Top of Records

// crates/netcheck-checks/src/checks/system.rs
// ============================================================================
// Module: System Checks
// Description: Uptime, reload, crash, utilization, NTP, and maintenance.
// Purpose: Validate system-level device health against thresholds.
// Dependencies: crate::checks, crate::inputs::system, netcheck-core
// ============================================================================

//! ## Overview
//! System checks mix structured and textual output: utilization and NTP
//! association data arrive as JSON, while crash logs, filesystem usage, and
//! NTP synchronization status are parsed from raw text. Thresholds follow
//! operational practice: 75% utilization bounds and a 25% free-memory floor.

// ============================================================================
// SECTION: Imports
// ============================================================================

use std::collections::BTreeSet;

use netcheck_core::CheckResult;
use netcheck_core::CommandOutput;
use netcheck_core::ShowCommand;
use netcheck_core::StateCheck;
use serde::Deserialize;
use serde_json::Value;

use crate::checks::require_json;
use crate::checks::require_text;
use crate::inputs::InputError;
use crate::inputs::system::NtpPool;
use crate::inputs::system::NtpServer;

// ============================================================================
// SECTION: Constants
// ============================================================================

/// Idle CPU percentage below which utilization is considered high.
const CPU_IDLE_THRESHOLD: f64 = 25.0;

/// Free/total memory ratio below which usage is considered high.
const MEMORY_THRESHOLD: f64 = 0.25;

/// Disk usage percentage above which a partition is considered full.
const DISK_SPACE_THRESHOLD: u64 = 75;

/// NTP conditions acceptable for pool members.
const POOL_CONDITIONS: [&str; 2] = ["sys.peer", "candidate"];

// ============================================================================
// SECTION: Device Uptime
// ============================================================================

/// Verifies the device uptime exceeds a minimum.
#[derive(Debug, Clone, Deserialize)]
#[serde(deny_unknown_fields)]
pub struct DeviceUptime {
    /// Minimum uptime in seconds.
    minimum: u64,
}

impl DeviceUptime {
    /// Creates the check.
    #[must_use]
    pub const fn new(minimum: u64) -> Self {
        Self {
            minimum,
        }
    }
}

impl StateCheck for DeviceUptime {
    fn name(&self) -> &'static str {
        "device_uptime"
    }

    fn categories(&self) -> &'static [&'static str] {
        &["system"]
    }

    fn commands(&self) -> Vec<ShowCommand> {
        vec![ShowCommand::json_revision("show uptime", 1)]
    }

    fn verify(&self, outputs: &[CommandOutput], result: &mut CheckResult) {
        result.mark_success();
        let Some(root) = require_json(outputs, 0, result) else {
            return;
        };
        let Some(uptime) = root.get("upTime").and_then(Value::as_f64) else {
            result.mark_error("Invalid output: 'upTime' not found");
            return;
        };
        #[allow(clippy::cast_precision_loss, reason = "Uptime seconds fit f64 exactly.")]
        let minimum = self.minimum as f64;
        if uptime < minimum {
            result.mark_failure(format!(
                "Device uptime is incorrect - Expected: {}s Actual: {uptime}s",
                self.minimum
            ));
        }
    }
}

// ============================================================================
// SECTION: Reload Cause
// ============================================================================

/// Reload causes a device may legitimately report.
///
/// # Invariants
/// - Variants are stable for serialization and catalog matching.
#[derive(Debug, Clone, Copy, PartialEq, Eq, Deserialize)]
#[serde(rename_all = "UPPERCASE")]
pub enum ReloadCauseKind {
    /// Operator-requested reload.
    User,
    /// Reload following an FPGA upgrade.
    Fpga,
    /// Reload driven by Zero Touch Provisioning.
    Ztp,
}

impl ReloadCauseKind {
    /// Returns the cause description as the device reports it.
    #[must_use]
    pub const fn description(self) -> &'static str {
        match self {
            Self::User => "Reload requested by the user.",
            Self::Fpga => "Reload requested after FPGA upgrade",
            Self::Ztp => "System reloaded due to Zero Touch Provisioning",
        }
    }
}

/// Verifies the last reload cause is within an allowed set.
#[derive(Debug, Clone, Deserialize)]
#[serde(deny_unknown_fields)]
pub struct ReloadCause {
    /// Allowed reload causes.
    #[serde(default = "default_allowed_causes")]
    allowed_causes: Vec<ReloadCauseKind>,
}

impl Default for ReloadCause {
    fn default() -> Self {
        Self {
            allowed_causes: default_allowed_causes(),
        }
    }
}

impl ReloadCause {
    /// Creates the check with an explicit allowed set.
    #[must_use]
    pub const fn new(allowed_causes: Vec<ReloadCauseKind>) -> Self {
        Self {
            allowed_causes,
        }
    }
}

impl StateCheck for ReloadCause {
    fn name(&self) -> &'static str {
        "reload_cause"
    }

    fn categories(&self) -> &'static [&'static str] {
        &["system"]
    }

    fn commands(&self) -> Vec<ShowCommand> {
        vec![ShowCommand::json_revision("show reload cause", 1)]
    }

    fn verify(&self, outputs: &[CommandOutput], result: &mut CheckResult) {
        let Some(root) = require_json(outputs, 0, result) else {
            return;
        };
        let Some(causes) = root.get("resetCauses").and_then(Value::as_array) else {
            result.mark_error("Invalid output: 'resetCauses' not found");
            return;
        };
        if causes.is_empty() {
            result.mark_success();
            return;
        }
        let Some(description) = causes[0].get("description").and_then(Value::as_str) else {
            result.mark_error("Invalid output: reload cause description not found");
            return;
        };
        if self.allowed_causes.iter().any(|cause| cause.description() == description) {
            result.mark_success();
        } else {
            result.mark_failure(format!("Reload cause is: {description}"));
        }
    }
}

/// Returns the default allowed reload causes for serde defaults.
fn default_allowed_causes() -> Vec<ReloadCauseKind> {
    vec![ReloadCauseKind::User, ReloadCauseKind::Fpga]
}

// ============================================================================
// SECTION: Core Dumps
// ============================================================================

/// Verifies no core dump files are present.
#[derive(Debug, Clone, Copy, Default, Deserialize)]
#[serde(deny_unknown_fields)]
pub struct CoreDumps {}

impl CoreDumps {
    /// Creates the check.
    #[must_use]
    pub const fn new() -> Self {
        Self {}
    }
}

impl StateCheck for CoreDumps {
    fn name(&self) -> &'static str {
        "core_dumps"
    }

    fn categories(&self) -> &'static [&'static str] {
        &["system"]
    }

    fn commands(&self) -> Vec<ShowCommand> {
        vec![ShowCommand::json_revision("show system coredump", 1)]
    }

    fn verify(&self, outputs: &[CommandOutput], result: &mut CheckResult) {
        result.mark_success();
        let Some(root) = require_json(outputs, 0, result) else {
            return;
        };
        let Some(files) = root.get("coreFiles").and_then(Value::as_array) else {
            result.mark_error("Invalid output: 'coreFiles' not found");
            return;
        };
        // The minidump directory is populated by certain agents and is not a core dump.
        let files: Vec<&str> = files
            .iter()
            .filter_map(Value::as_str)
            .filter(|name| *name != "minidump")
            .collect();
        if !files.is_empty() {
            result.mark_failure(format!("Core dump(s) have been found: {}", files.join(", ")));
        }
    }
}

// ============================================================================
// SECTION: Agent Crash Logs
// ============================================================================

/// Verifies no agent crash reports are present.
#[derive(Debug, Clone, Copy, Default, Deserialize)]
#[serde(deny_unknown_fields)]
pub struct AgentCrashLogs {}

impl AgentCrashLogs {
    /// Creates the check.
    #[must_use]
    pub const fn new() -> Self {
        Self {}
    }
}

impl StateCheck for AgentCrashLogs {
    fn name(&self) -> &'static str {
        "agent_crash_logs"
    }

    fn categories(&self) -> &'static [&'static str] {
        &["system"]
    }

    fn commands(&self) -> Vec<ShowCommand> {
        vec![ShowCommand::text("show agent logs crash")]
    }

    fn verify(&self, outputs: &[CommandOutput], result: &mut CheckResult) {
        let Some(text) = require_text(outputs, 0, result) else {
            return;
        };
        if text.is_empty() {
            result.mark_success();
            return;
        }
        // Crash sections are delimited by `===> <agent log file> <===` headers.
        let agents: Vec<&str> = text
            .lines()
            .filter_map(|line| {
                line.strip_prefix("===> ").and_then(|rest| rest.strip_suffix(" <==="))
            })
            .collect();
        result.mark_failure(format!(
            "Device has reported agent crashes:\n * {}",
            agents.join("\n * ")
        ));
    }
}

// ============================================================================
// SECTION: CPU Utilization
// ============================================================================

/// Verifies CPU utilization is below 75%.
#[derive(Debug, Clone, Copy, Default, Deserialize)]
#[serde(deny_unknown_fields)]
pub struct CpuUtilization {}

impl CpuUtilization {
    /// Creates the check.
    #[must_use]
    pub const fn new() -> Self {
        Self {}
    }
}

impl StateCheck for CpuUtilization {
    fn name(&self) -> &'static str {
        "cpu_utilization"
    }

    fn categories(&self) -> &'static [&'static str] {
        &["system"]
    }

    fn commands(&self) -> Vec<ShowCommand> {
        vec![ShowCommand::json_revision("show processes top once", 1)]
    }

    fn verify(&self, outputs: &[CommandOutput], result: &mut CheckResult) {
        result.mark_success();
        let Some(root) = require_json(outputs, 0, result) else {
            return;
        };
        let idle = root
            .get("cpuInfo")
            .and_then(|info| info.get("%Cpu(s)"))
            .and_then(|cpu| cpu.get("idle"))
            .and_then(Value::as_f64);
        let Some(idle) = idle else {
            result.mark_error("Invalid output: CPU idle percentage not found");
            return;
        };
        if idle < CPU_IDLE_THRESHOLD {
            result.mark_failure(format!(
                "Device has reported a high CPU utilization - Expected: < 75% Actual: {}%",
                100.0 - idle
            ));
        }
    }
}

// ============================================================================
// SECTION: Memory Utilization
// ============================================================================

/// Verifies memory utilization is below 75%.
#[derive(Debug, Clone, Copy, Default, Deserialize)]
#[serde(deny_unknown_fields)]
pub struct MemoryUtilization {}

impl MemoryUtilization {
    /// Creates the check.
    #[must_use]
    pub const fn new() -> Self {
        Self {}
    }
}

impl StateCheck for MemoryUtilization {
    fn name(&self) -> &'static str {
        "memory_utilization"
    }

    fn categories(&self) -> &'static [&'static str] {
        &["system"]
    }

    fn commands(&self) -> Vec<ShowCommand> {
        vec![ShowCommand::json_revision("show version", 1)]
    }

    fn verify(&self, outputs: &[CommandOutput], result: &mut CheckResult) {
        result.mark_success();
        let Some(root) = require_json(outputs, 0, result) else {
            return;
        };
        let free = root.get("memFree").and_then(Value::as_f64);
        let total = root.get("memTotal").and_then(Value::as_f64);
        let (Some(free), Some(total)) = (free, total) else {
            result.mark_error("Invalid output: memory counters not found");
            return;
        };
        if total <= 0.0 {
            result.mark_error("Invalid output: total memory is zero");
            return;
        }
        let ratio = free / total;
        if ratio < MEMORY_THRESHOLD {
            result.mark_failure(format!(
                "Device has reported a high memory usage - Expected: < 75% Actual: {:.2}%",
                (1.0 - ratio) * 100.0
            ));
        }
    }
}
// crates/netcheck-checks/tests/bgp_peer_count_unit.rs
// ============================================================================
// Module: BGP Peer Count Unit Tests
// Description: Tests for per-address-family peer counting.
// Purpose: Ensure counts, VRF scoping, and state filtering are correct.
// ============================================================================

//! Unit tests for the BGP peer-count check.

#![allow(
    clippy::panic,
    clippy::print_stdout,
    clippy::print_stderr,
    clippy::unwrap_used,
    clippy::expect_used,
    clippy::use_debug,
    clippy::dbg_macro,
    clippy::panic_in_result_fn,
    clippy::unwrap_in_result,
    reason = "Test-only assertions and helpers are permitted."
)]

mod common;

use netcheck_checks::checks::bgp::BgpPeerCount;
use serde_json::Value;
use serde_json::json;

use crate::common::expect_failure;
use crate::common::expect_success;
use crate::common::run_json;

/// Summary view with established sessions across two VRFs.
fn established_summary() -> Value {
    json!({
        "vrfs": {
            "default": {
                "vrf": "default",
                "routerId": "10.1.0.3",
                "asn": "65120",
                "peers": {
                    "10.1.0.1": {
                        "peerState": "Established",
                        "peerAsn": "65100",
                        "ipv4MplsVpn": {"afiSafiState": "advertised", "nlrisReceived": 0, "nlrisAccepted": 0},
                        "l2VpnEvpn": {"afiSafiState": "negotiated", "nlrisReceived": 42, "nlrisAccepted": 42},
                    },
                    "10.1.0.2": {
                        "peerState": "Established",
                        "peerAsn": "65100",
                        "ipv4MplsVpn": {"afiSafiState": "advertised", "nlrisReceived": 0, "nlrisAccepted": 0},
                        "l2VpnEvpn": {"afiSafiState": "negotiated", "nlrisReceived": 42, "nlrisAccepted": 42},
                    },
                    "10.1.254.1": {
                        "peerState": "Established",
                        "peerAsn": "65120",
                        "ipv4Unicast": {"afiSafiState": "negotiated", "nlrisReceived": 17, "nlrisAccepted": 17},
                    },
                    "10.1.255.0": {
                        "peerState": "Established",
                        "peerAsn": "65100",
                        "ipv4Unicast": {"afiSafiState": "negotiated", "nlrisReceived": 14, "nlrisAccepted": 14},
                    },
                    "10.1.255.2": {
                        "peerState": "Established",
                        "peerAsn": "65100",
                        "ipv4Unicast": {"afiSafiState": "negotiated", "nlrisReceived": 14, "nlrisAccepted": 14},
                    },
                },
            },
            "DEV": {
                "vrf": "DEV",
                "routerId": "10.1.0.3",
                "asn": "65120",
                "peers": {
                    "10.1.254.1": {
                        "peerState": "Established",
                        "peerAsn": "65120",
                        "ipv4Unicast": {"afiSafiState": "negotiated", "nlrisReceived": 4, "nlrisAccepted": 4},
                    },
                },
            },
        }
    })
}

/// Builds the check from raw configuration.
fn check_from(families: Value) -> BgpPeerCount {
    serde_json::from_value(json!({"address_families": families})).unwrap()
}

/// Idle peers still count when session state is not checked.
#[test]
fn peer_count_ignores_state_by_default() {
    let output = json!({
        "vrfs": {
            "default": {
                "vrf": "default",
                "routerId": "10.1.0.3",
                "asn": "65120",
                "peers": {
                    "10.1.0.1": {
                        "peerState": "Idle",
                        "peerAsn": "65100",
                        "ipv4Unicast": {"afiSafiState": "advertised", "nlrisReceived": 0, "nlrisAccepted": 0},
                        "l2VpnEvpn": {"afiSafiState": "negotiated", "nlrisReceived": 42, "nlrisAccepted": 42},
                    },
                    "10.1.0.2": {
                        "peerState": "Idle",
                        "peerAsn": "65100",
                        "ipv4Unicast": {"afiSafiState": "advertised", "nlrisReceived": 0, "nlrisAccepted": 0},
                        "l2VpnEvpn": {"afiSafiState": "negotiated", "nlrisReceived": 42, "nlrisAccepted": 42},
                    },
                },
            },
            "DEV": {
                "vrf": "DEV",
                "routerId": "10.1.0.3",
                "asn": "65120",
                "peers": {
                    "10.1.254.1": {
                        "peerState": "Idle",
                        "peerAsn": "65120",
                        "ipv4Unicast": {"afiSafiState": "negotiated", "nlrisReceived": 4, "nlrisAccepted": 4},
                    },
                },
            },
        }
    });
    let check = check_from(json!([
        {"afi": "evpn", "num_peers": 2},
        {"afi": "ipv4", "safi": "unicast", "vrf": "default", "num_peers": 2},
        {"afi": "ipv4", "safi": "unicast", "vrf": "DEV", "num_peers": 1},
    ]));
    expect_success(&run_json(&check, output));
}

/// State filtering requires established sessions and negotiated families.
#[test]
fn peer_count_with_state_check() {
    let check = check_from(json!([
        {"afi": "evpn", "num_peers": 2, "check_peer_state": true},
        {"afi": "ipv4", "safi": "unicast", "vrf": "default", "num_peers": 3, "check_peer_state": true},
        {"afi": "ipv4", "safi": "unicast", "vrf": "DEV", "num_peers": 1, "check_peer_state": true},
    ]));
    expect_success(&run_json(&check, established_summary()));
}

/// A family scoped to an unconfigured VRF fails.
#[test]
fn peer_count_vrf_not_configured() {
    let check = check_from(json!([
        {"afi": "evpn", "num_peers": 2, "check_peer_state": true},
        {"afi": "ipv4", "safi": "unicast", "vrf": "default", "num_peers": 3, "check_peer_state": true},
        {"afi": "ipv4", "safi": "unicast", "vrf": "PROD", "num_peers": 2, "check_peer_state": true},
    ]));
    expect_failure(
        &run_json(&check, established_summary()),
        &["AFI: ipv4 SAFI: unicast VRF: PROD - VRF not configured"],
    );
}

/// Count mismatches identify the family and both counts.
#[test]
fn peer_count_mismatch() {
    let check = check_from(json!([
        {"afi": "evpn", "num_peers": 3},
        {"afi": "vpn-ipv4", "num_peers": 2},
        {"afi": "ipv4", "safi": "unicast", "vrf": "DEV", "num_peers": 2},
    ]));
    expect_failure(
        &run_json(&check, established_summary()),
        &[
            "AFI: evpn - Peer count mismatch - Expected: 3 Actual: 2",
            "AFI: ipv4 SAFI: unicast VRF: DEV - Peer count mismatch - Expected: 2 Actual: 1",
        ],
    );
}

/// Advertised-only family state does not count under state checking.
#[test]
fn peer_count_state_check_excludes_advertised() {
    let check = check_from(json!([
        {"afi": "vpn-ipv4", "num_peers": 2, "check_peer_state": true},
    ]));
    expect_failure(
        &run_json(&check, established_summary()),
        &["AFI: vpn-ipv4 - Peer count mismatch - Expected: 2 Actual: 0"],
    );
}
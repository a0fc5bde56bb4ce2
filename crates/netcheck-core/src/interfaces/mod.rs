// crates/netcheck-core/src/interfaces/mod.rs
// ============================================================================
// Module: Netcheck Interfaces
// Description: Transport-agnostic seams between checks and devices.
// Purpose: Define the contract surfaces used by the check catalog.
// Dependencies: crate::core, thiserror
// ============================================================================

//! ## Overview
//! Interfaces separate pure verification logic from the device transport.
//! A check declares commands and verifies outputs; a command source fetches
//! outputs however it likes. Implementations must be deterministic and fail
//! closed: transport failures and output-shape mismatches become
//! error-status results, never panics.

// ============================================================================
// SECTION: Imports
// ============================================================================

use thiserror::Error;

use crate::core::command::CommandOutput;
use crate::core::command::OutputFormat;
use crate::core::command::ShowCommand;
use crate::core::result::CheckResult;

// ============================================================================
// SECTION: State Check
// ============================================================================

/// Declarative network-state check.
///
/// A check is stateless between executions: `commands` derives entirely from
/// the validated input model, and `verify` is a pure comparison of fetched
/// outputs against it.
pub trait StateCheck {
    /// Stable check name used in catalogs and results.
    fn name(&self) -> &'static str;

    /// Device areas the check belongs to.
    fn categories(&self) -> &'static [&'static str];

    /// Read-only commands the check needs, in verification order.
    fn commands(&self) -> Vec<ShowCommand>;

    /// Compares fetched outputs against the input model.
    ///
    /// `outputs` is aligned with `commands`; the runner guarantees matching
    /// length and per-command format before calling.
    fn verify(&self, outputs: &[CommandOutput], result: &mut CheckResult);
}

// ============================================================================
// SECTION: Command Source
// ============================================================================

/// Command collection errors.
///
/// # Invariants
/// - Variants are stable for programmatic handling.
#[derive(Debug, Error)]
pub enum CollectError {
    /// Transport-level failure reported by the source.
    #[error("command collection failed: {0}")]
    Transport(String),
    /// The source has no output recorded for a command.
    #[error("no output recorded for command: {0}")]
    MissingOutput(String),
}

/// Transport-agnostic source of command outputs.
pub trait CommandSource {
    /// Fetches one output per command, in command order.
    ///
    /// # Errors
    ///
    /// Returns [`CollectError`] when outputs cannot be fetched.
    fn collect(&self, commands: &[ShowCommand]) -> Result<Vec<CommandOutput>, CollectError>;
}

/// Replay source backed by recorded outputs.
///
/// # Invariants
/// - Outputs are consumed positionally; the nth command receives the nth
///   recorded output.
#[derive(Debug, Clone)]
pub struct StaticSource {
    /// Recorded outputs in command order.
    outputs: Vec<CommandOutput>,
}

impl StaticSource {
    /// Creates a replay source from recorded outputs.
    #[must_use]
    pub const fn new(outputs: Vec<CommandOutput>) -> Self {
        Self {
            outputs,
        }
    }
}

impl CommandSource for StaticSource {
    fn collect(&self, commands: &[ShowCommand]) -> Result<Vec<CommandOutput>, CollectError> {
        if commands.len() > self.outputs.len() {
            let missing = &commands[self.outputs.len()];
            return Err(CollectError::MissingOutput(missing.command.clone()));
        }
        Ok(self.outputs[.. commands.len()].to_vec())
    }
}

// ============================================================================
// SECTION: Check Execution
// ============================================================================

/// Executes one check against a command source.
///
/// Transport failures, output-count mismatches, and format mismatches are
/// recorded as error-status results; `verify` runs only on well-shaped
/// outputs. Checks never affect each other.
#[must_use]
pub fn run_check(check: &dyn StateCheck, source: &dyn CommandSource) -> CheckResult {
    let mut result = CheckResult::new(check.name());
    let commands = check.commands();

    let outputs = match source.collect(&commands) {
        Ok(outputs) => outputs,
        Err(error) => {
            result.mark_error(error.to_string());
            return result;
        }
    };

    if outputs.len() != commands.len() {
        result.mark_error(format!(
            "Output count mismatch - Expected: {} Actual: {}",
            commands.len(),
            outputs.len()
        ));
        return result;
    }

    for (command, output) in commands.iter().zip(&outputs) {
        if command.format != output.format() {
            let expected = format_label(command.format);
            let actual = format_label(output.format());
            result.mark_error(format!(
                "Output format mismatch for command '{}' - Expected: {expected} Actual: {actual}",
                command.command
            ));
            return result;
        }
    }

    check.verify(&outputs, &mut result);
    result
}

/// Returns a stable label for an output format.
const fn format_label(format: OutputFormat) -> &'static str {
    match format {
        OutputFormat::Json => "json",
        OutputFormat::Text => "text",
    }
}
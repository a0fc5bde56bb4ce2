// crates/netcheck-checks/tests/software_unit.rs
// ============================================================================
// Module: Software Check Unit Tests
// Description: Tests for version lists and extension reconciliation.
// Purpose: Ensure software diagnostics are exact.
// ============================================================================

//! Unit tests for software checks.

#![allow(
    clippy::panic,
    clippy::print_stdout,
    clippy::print_stderr,
    clippy::unwrap_used,
    clippy::expect_used,
    clippy::use_debug,
    clippy::dbg_macro,
    clippy::panic_in_result_fn,
    clippy::unwrap_in_result,
    reason = "Test-only assertions and helpers are permitted."
)]

mod common;

use netcheck_checks::checks::software::EosExtensions;
use netcheck_checks::checks::software::EosVersion;
use netcheck_checks::checks::software::TerminAttrVersion;
use netcheck_core::CommandOutput;
use serde_json::json;

use crate::common::expect_failure;
use crate::common::expect_success;
use crate::common::run;
use crate::common::run_json;

/// A version within the accepted list passes.
#[test]
fn eos_version_accepted() {
    let check = EosVersion::new(vec!["4.27.0F".to_string(), "4.28.0F".to_string()]).unwrap();
    let output = json!({"modelName": "vEOS-lab", "internalVersion": "4.27.0F-24305004.4270F", "version": "4.27.0F"});
    expect_success(&run_json(&check, output));
}

/// A version outside the list fails with both sides.
#[test]
fn eos_version_rejected() {
    let check = EosVersion::new(vec!["4.27.1F".to_string()]).unwrap();
    let output = json!({"modelName": "vEOS-lab", "internalVersion": "4.27.0F-24305004.4270F", "version": "4.27.0F"});
    expect_failure(
        &run_json(&check, output),
        &["EOS version mismatch - Actual: 4.27.0F not in Expected: 4.27.1F"],
    );
}

/// A TerminAttr version within the accepted list passes.
#[test]
fn terminattr_version_accepted() {
    let check =
        TerminAttrVersion::new(vec!["v1.17.0".to_string(), "v1.18.1".to_string()]).unwrap();
    let output = json!({
        "imageFormatVersion": "1.0",
        "modelName": "vEOS-lab",
        "details": {"packages": {"TerminAttr-core": {"release": "1", "version": "v1.17.0"}}},
    });
    expect_success(&run_json(&check, output));
}

/// A TerminAttr version outside the list fails with both sides.
#[test]
fn terminattr_version_rejected() {
    let check =
        TerminAttrVersion::new(vec!["v1.17.1".to_string(), "v1.18.1".to_string()]).unwrap();
    let output = json!({
        "imageFormatVersion": "1.0",
        "modelName": "vEOS-lab",
        "details": {"packages": {"TerminAttr-core": {"release": "1", "version": "v1.17.0"}}},
    });
    expect_failure(
        &run_json(&check, output),
        &["TerminAttr version mismatch - Actual: v1.17.0 not in Expected: v1.17.1, v1.18.1"],
    );
}

/// No extensions anywhere passes.
#[test]
fn extensions_none() {
    let check = EosExtensions::new();
    let outputs = vec![
        CommandOutput::Json(json!({"extensions": {}, "extensionStoredDir": "flash:", "warnings": ["No extensions are available"]})),
        CommandOutput::Json(json!({"extensions": []})),
    ];
    expect_success(&run(&check, outputs));
}

/// Installed extensions matching boot extensions pass.
#[test]
fn extensions_matching() {
    let check = EosExtensions::new();
    let outputs = vec![
        CommandOutput::Json(json!({
            "extensions": {
                "AristaCloudGateway-1.0.1-1.swix": {"version": "1.0.1", "status": "installed", "boot": true},
            }
        })),
        CommandOutput::Json(json!({"extensions": ["AristaCloudGateway-1.0.1-1.swix"]})),
    ];
    expect_success(&run(&check, outputs));
}

/// An installed extension missing from boot configuration fails.
#[test]
fn extensions_not_configured_for_boot() {
    let check = EosExtensions::new();
    let outputs = vec![
        CommandOutput::Json(json!({
            "extensions": {
                "AristaCloudGateway-1.0.1-1.swix": {"version": "1.0.1", "status": "installed", "boot": false},
            }
        })),
        CommandOutput::Json(json!({"extensions": []})),
    ];
    expect_failure(
        &run(&check, outputs),
        &["EOS extensions mismatch - Installed: AristaCloudGateway-1.0.1-1.swix Configured: Not found"],
    );
}

/// Uninstalled extensions configured for boot fail with both lists.
#[test]
fn extensions_partially_installed() {
    let check = EosExtensions::new();
    let outputs = vec![
        CommandOutput::Json(json!({
            "extensions": {
                "AristaCloudGateway-1.0.1-1.swix": {"version": "1.0.1", "status": "installed", "boot": false},
                "EOS-4.33.0F-NDRSensor.swix": {"version": "4.33.0", "status": "notInstalled", "boot": true},
            }
        })),
        CommandOutput::Json(json!({"extensions": ["AristaCloudGateway-1.0.1-1.swix", "EOS-4.33.0F-NDRSensor.swix"]})),
    ];
    expect_failure(
        &run(&check, outputs),
        &[
            "EOS extensions mismatch - Installed: AristaCloudGateway-1.0.1-1.swix \
             Configured: AristaCloudGateway-1.0.1-1.swix, EOS-4.33.0F-NDRSensor.swix",
        ],
    );
}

Bottom of Records

__Directions__. Restate the records above verbatim up to and including the line containing "NTP, and maintenance.".

__Answer section__.
// crates/netcheck-checks/src/checks/system.rs
// ============================================================================
// Module: System Checks
// Description: Uptime, reload, crash, utilization, NTP, and maintenance.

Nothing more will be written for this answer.